Once you make the decision to start using a wiki, whether to foster internal collaboration or for external delivery, you need to pick your wiki software. Selecting a wiki platform is no easy task, as literally dozens of options are available.

You could turn to a site such as WikMatrix (www.wikimatrix.org). This site not only lists a variety of available wikis, with a brief assessments of their features, but includes a Wiki Choice Wizard (http://www.wikimatrix.org/wizard.php) to help you select a wiki. Unfortunately, this wizard is not very useful, as it asks such questions as your preferred backend (database, text file, or revision comparison system), language, hosting options, and preferred programming language.

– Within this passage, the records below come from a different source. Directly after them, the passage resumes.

//! Audio output: the production `PlaybackResource`.
//!
//! All sound happens on one thread that owns the `rodio` output stream and
//! a single sink. The controller talks to it through `RodioResource`, which
//! forwards commands over a channel and hands back the thread's events.

mod player;
mod sink;
mod thread;
mod types;

pub use player::RodioResource;
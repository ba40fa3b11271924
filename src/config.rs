//! Layered settings: struct defaults, optional TOML file, `CLICKWHEEL__` environment.

mod load;
mod schema;

pub use schema::*;
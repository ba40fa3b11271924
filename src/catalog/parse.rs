//! Turning a folder listing into sorted `Track`s.

use std::cmp::Ordering;
use std::collections::HashMap;

use super::model::{ContentEntry, Track};

pub const UNKNOWN_ARTIST: &str = "Unknown Artist";

const ARTIST_TITLE_SEPARATOR: &str = " - ";
const AUDIO_EXTENSIONS: &[&str] = &["mp3"];
const IMAGE_EXTENSIONS: &[&str] = &["jpg", "jpeg", "png"];
const SHARED_ART_STEMS: &[&str] = &["cover", "album", "folder"];

#[derive(Debug, Clone, PartialEq, Eq)]
pub struct TrackInfo {
    pub artist: String,
    pub title: String,
}

/// Derive artist and title from an `Artist - Title.mp3` style file name.
pub fn parse_track_info(filename: &str) -> TrackInfo {
    let name = strip_extension(filename, AUDIO_EXTENSIONS).unwrap_or(filename);
    let parts: Vec<&str> = name.split(ARTIST_TITLE_SEPARATOR).collect();

    if parts.len() >= 2 {
        TrackInfo {
            artist: parts[0].trim().to_string(),
            title: parts[1..].join(ARTIST_TITLE_SEPARATOR).trim().to_string(),
        }
    } else {
        TrackInfo {
            artist: UNKNOWN_ARTIST.to_string(),
            title: name.trim().to_string(),
        }
    }
}

/// Return `name` without its extension when the extension (case-insensitive)
/// is one of `extensions`.
fn strip_extension<'a>(name: &'a str, extensions: &[&str]) -> Option<&'a str> {
    let (stem, ext) = name.rsplit_once('.')?;
    let ext = ext.to_ascii_lowercase();
    extensions.iter().any(|e| *e == ext).then_some(stem)
}

fn is_audio_entry(entry: &ContentEntry) -> bool {
    entry.is_file() && strip_extension(&entry.name, AUDIO_EXTENSIONS).is_some()
}

/// Map of lower-cased image stem -> download URL.
fn art_map(entries: &[ContentEntry]) -> HashMap<String, String> {
    let mut map = HashMap::new();
    for entry in entries.iter().filter(|e| e.is_file()) {
        let (Some(stem), Some(url)) = (
            strip_extension(&entry.name, IMAGE_EXTENSIONS),
            entry.download_url.as_ref(),
        ) else {
            continue;
        };
        map.insert(stem.to_lowercase(), url.clone());
    }
    map
}

/// Own stem first, then the artist name, then folder-wide cover names.
fn resolve_album_art(art: &HashMap<String, String>, stem: &str, artist: &str) -> Option<String> {
    let own = stem.to_lowercase();
    let by_artist = artist.to_lowercase();

    std::iter::once(own.as_str())
        .chain(std::iter::once(by_artist.as_str()))
        .chain(SHARED_ART_STEMS.iter().copied())
        .find_map(|key| art.get(key).cloned())
}

/// Case-insensitive artist-then-title order. Ties fall back to the raw
/// strings so equal-looking names still sort deterministically.
pub fn compare_tracks(a: &Track, b: &Track) -> Ordering {
    a.artist
        .to_lowercase()
        .cmp(&b.artist.to_lowercase())
        .then_with(|| a.title.to_lowercase().cmp(&b.title.to_lowercase()))
        .then_with(|| a.artist.cmp(&b.artist))
        .then_with(|| a.title.cmp(&b.title))
        .then_with(|| a.path.cmp(&b.path))
}

pub fn sort_tracks(tracks: &mut [Track]) {
    tracks.sort_by(compare_tracks);
}

/// Build the sorted track list from a folder listing.
///
/// Entries without a download URL cannot be played and are skipped, as are
/// duplicate paths.
pub fn tracks_from_listing(entries: &[ContentEntry]) -> Vec<Track> {
    let art = art_map(entries);
    let mut seen = std::collections::HashSet::new();

    let mut tracks: Vec<Track> = entries
        .iter()
        .filter(|e| is_audio_entry(e))
        .filter_map(|entry| {
            let url = entry.download_url.clone()?;
            if !seen.insert(entry.path.clone()) {
                return None;
            }
            let info = parse_track_info(&entry.name);
            let stem = strip_extension(&entry.name, AUDIO_EXTENSIONS).unwrap_or(&entry.name);
            let album_art = resolve_album_art(&art, stem, &info.artist);

            Some(Track {
                name: entry.name.clone(),
                artist: info.artist,
                title: info.title,
                url,
                path: entry.path.clone(),
                album_art,
            })
        })
        .collect();

    sort_tracks(&mut tracks);
    tracks
}
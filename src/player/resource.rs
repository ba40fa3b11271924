//! The seam between the controller and whatever actually produces sound.

/// Identifies one `load` of a media URL. Events for an older load are stale.
pub type MediaId = u64;

/// Asynchronous notification from the playback resource.
#[derive(Debug, Clone, PartialEq)]
pub enum ResourceEvent {
    /// Playback position advanced (seconds).
    TimeUpdate { media: MediaId, position: f64 },
    /// Media length became known (seconds).
    DurationChange { media: MediaId, duration: f64 },
    /// The media is decoded and can be positioned.
    CanPlay { media: MediaId },
    /// The media played through to its end.
    Ended { media: MediaId },
    /// A `start` request took effect.
    Started { token: u64 },
    /// A `start` request could not take effect.
    StartFailed { token: u64, reason: String },
    /// The media could not be fetched or decoded.
    Error { media: MediaId, reason: String },
}

/// A single audio output the controller owns exclusively.
///
/// Every call returns immediately. `start` is asynchronous: its outcome
/// arrives later as `Started` / `StartFailed` carrying the same token.
pub trait PlaybackResource {
    fn load(&mut self, media: MediaId, url: &str);
    fn unload(&mut self);
    fn start(&mut self, token: u64);
    fn pause(&mut self);
    fn seek(&mut self, position: f64);
    fn set_volume(&mut self, volume: f32);
    /// Drain pending notifications in the order they happened.
    fn poll_events(&mut self) -> Vec<ResourceEvent>;
}
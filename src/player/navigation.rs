//! Which track comes next or before, given the shuffle flag.

use rand::Rng;

/// Index after `current`. Sequential order wraps to the start; shuffle picks
/// uniformly among the other tracks. `None` for an empty list.
pub fn next_index<R: Rng + ?Sized>(
    current: Option<usize>,
    len: usize,
    shuffle: bool,
    rng: &mut R,
) -> Option<usize> {
    if len == 0 {
        return None;
    }
    if shuffle {
        return Some(random_other(current, len, rng));
    }
    Some(match current {
        Some(i) => (i + 1) % len,
        None => 0,
    })
}

/// Index before `current`. Sequential order wraps to the end; shuffle
/// behaves exactly like `next_index`.
pub fn prev_index<R: Rng + ?Sized>(
    current: Option<usize>,
    len: usize,
    shuffle: bool,
    rng: &mut R,
) -> Option<usize> {
    if len == 0 {
        return None;
    }
    if shuffle {
        return Some(random_other(current, len, rng));
    }
    Some(match current {
        Some(i) if i > 0 => i.min(len) - 1,
        _ => len - 1,
    })
}

/// Uniform draw from `[0, len)`, redrawn until it differs from `current`.
/// A single-track list has nothing else to pick, so it repeats.
fn random_other<R: Rng + ?Sized>(current: Option<usize>, len: usize, rng: &mut R) -> usize {
    if len == 1 {
        return 0;
    }
    loop {
        let candidate = rng.gen_range(0..len);
        if Some(candidate) != current {
            return candidate;
        }
    }
}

These issues are all important to a wiki programmer, but they’re not the important questions facing a technical writer or documentation manager, who has a very different set of concerns. When I began working with wikis, I worked out a different set of questions, based on my needs as someone that develops and delivers product documentation:

Scalability

A small product may only require a few dozen pages, but even a moderately complex product could require hundreds of pages. Depending on the number of products you support, the complexity of those products, and the number of versions of each product you support, you can easily generate and manage several thousand pages. Not all wikis scale to thousands of pages effectively.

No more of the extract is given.